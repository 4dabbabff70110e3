//! In-memory backend and token fixtures for unit tests.

use std::sync::{
    Mutex,
    atomic::{AtomicUsize, Ordering},
};
use std::time::{SystemTime, UNIX_EPOCH};

use async_trait::async_trait;
use mentorship_types::{Role, SessionClaims, TokenDecoder, UserProfile, issue_token};
use serde_json::{Value, json};

use crate::{
    backend::{AuthBackend, Credentials, LoginResponse, Registration, ResourceApi, ResourceMethod},
    error::BackendError,
};

pub const SECRET: &[u8] = b"sdk-test-secret";

fn now() -> i64 {
    SystemTime::now()
        .duration_since(UNIX_EPOCH)
        .map(|d| d.as_secs() as i64)
        .unwrap_or_default()
}

fn claims(role: Role, exp: i64) -> SessionClaims {
    SessionClaims {
        user_id: match role {
            Role::Mentor => "1001",
            Role::Mentee => "1002",
            Role::Admin => "1003",
        }
        .to_string(),
        role,
        email: Some(format!("{role}@college.edu")),
        name: None,
        exp,
        iat: Some(now()),
    }
}

pub fn token_for(role: Role) -> String {
    issue_token(&claims(role, now() + 3600), SECRET).unwrap()
}

pub fn expired_token(role: Role) -> String {
    issue_token(&claims(role, now() - 3600), SECRET).unwrap()
}

fn profile(role: Role) -> UserProfile {
    let mut first = role.as_str().to_string();
    first[..1].make_ascii_uppercase();
    UserProfile {
        id: json!(claims(role, 0).user_id),
        email: format!("{role}@college.edu"),
        role: role.as_str().to_string(),
        name: None,
        first_name: Some(first),
        last_name: Some("User".to_string()),
    }
}

#[derive(Clone, Copy, PartialEq)]
enum Reachability {
    Up,
    RejectVerify,
    Down,
}

/// Backend double: `<role>@college.edu` / `<role>123` log in as `<role>`.
pub struct StubBackend {
    reachability: Reachability,
    reported_role: Option<Role>,
    reported_user: Option<String>,
    issued_token: Option<String>,
    verify_calls: AtomicUsize,
    logout_calls: AtomicUsize,
    registrations: Mutex<Vec<String>>,
    resource_calls: Mutex<Vec<(ResourceMethod, String, Option<String>)>>,
    resource_status: Option<u16>,
}

impl StubBackend {
    pub fn new() -> Self {
        Self {
            reachability: Reachability::Up,
            reported_role: None,
            reported_user: None,
            issued_token: None,
            verify_calls: AtomicUsize::new(0),
            logout_calls: AtomicUsize::new(0),
            registrations: Mutex::new(vec![]),
            resource_calls: Mutex::new(vec![]),
            resource_status: None,
        }
    }

    pub fn rejecting_verify(mut self) -> Self {
        self.reachability = Reachability::RejectVerify;
        self
    }

    pub fn unreachable(mut self) -> Self {
        self.reachability = Reachability::Down;
        self
    }

    pub fn reporting_role(mut self, role: Role) -> Self {
        self.reported_role = Some(role);
        self
    }

    /// Answer logins and verifications with this user id.
    pub fn reporting_user(mut self, id: &str) -> Self {
        self.reported_user = Some(id.to_string());
        self
    }

    pub fn issuing_token(mut self, token: impl Into<String>) -> Self {
        self.issued_token = Some(token.into());
        self
    }

    pub fn resource_status(mut self, status: u16) -> Self {
        self.resource_status = Some(status);
        self
    }

    pub fn verify_calls(&self) -> usize {
        self.verify_calls.load(Ordering::SeqCst)
    }

    pub fn logout_calls(&self) -> usize {
        self.logout_calls.load(Ordering::SeqCst)
    }

    pub fn registrations(&self) -> Vec<String> {
        self.registrations.lock().unwrap().clone()
    }

    pub fn resource_calls(&self) -> Vec<(ResourceMethod, String, Option<String>)> {
        self.resource_calls.lock().unwrap().clone()
    }

    fn profile(&self, role: Role) -> UserProfile {
        let mut user = profile(role);
        if let Some(id) = &self.reported_user {
            user.id = json!(id);
        }
        user
    }

    fn down(&self) -> Result<(), BackendError> {
        if self.reachability == Reachability::Down {
            return Err(BackendError::Unreachable("connection refused".into()));
        }
        Ok(())
    }
}

#[async_trait]
impl AuthBackend for StubBackend {
    async fn login(&self, credentials: &Credentials) -> Result<LoginResponse, BackendError> {
        self.down()?;
        let role = Role::ALL
            .into_iter()
            .find(|r| {
                credentials.email == format!("{r}@college.edu")
                    && credentials.password == format!("{r}123")
            })
            .ok_or(BackendError::Unauthorized)?;

        Ok(LoginResponse {
            token: self.issued_token.clone().unwrap_or_else(|| token_for(role)),
            user: self.profile(role),
        })
    }

    async fn register(&self, registration: &Registration) -> Result<(), BackendError> {
        self.down()?;
        let mut registrations = self.registrations.lock().unwrap();
        if registrations.contains(&registration.email) {
            return Err(BackendError::Status {
                status: 400,
                message: "Email already registered".into(),
            });
        }
        registrations.push(registration.email.clone());
        Ok(())
    }

    async fn verify(&self, token: &str) -> Result<UserProfile, BackendError> {
        self.verify_calls.fetch_add(1, Ordering::SeqCst);
        self.down()?;
        if self.reachability == Reachability::RejectVerify {
            return Err(BackendError::Unauthorized);
        }
        let claims = TokenDecoder::unverified()
            .decode(token)
            .map_err(|_| BackendError::Unauthorized)?;
        Ok(self.profile(self.reported_role.unwrap_or(claims.role)))
    }

    async fn logout(&self, _token: &str) -> Result<(), BackendError> {
        self.logout_calls.fetch_add(1, Ordering::SeqCst);
        self.down()
    }
}

#[async_trait]
impl ResourceApi for StubBackend {
    async fn call(
        &self,
        method: ResourceMethod,
        path: &str,
        token: Option<&str>,
        body: Option<Value>,
    ) -> Result<Value, BackendError> {
        self.resource_calls.lock().unwrap().push((
            method,
            path.to_string(),
            token.map(str::to_string),
        ));
        self.down()?;
        match self.resource_status {
            Some(401) => Err(BackendError::Unauthorized),
            Some(status) => Err(BackendError::Status {
                status,
                message: format!("status {status}"),
            }),
            None => Ok(json!({ "path": path, "echo": body })),
        }
    }
}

◇ ◇ ◇ ◇ ◇

## [EXERCISE]
Look for the word "first" in the listing above, and copy every line where you find it.

## [RESULT OF THE TASK]
    let mut first = role.as_str().to_string();
    first[..1].make_ascii_uppercase();
        first_name: Some(first),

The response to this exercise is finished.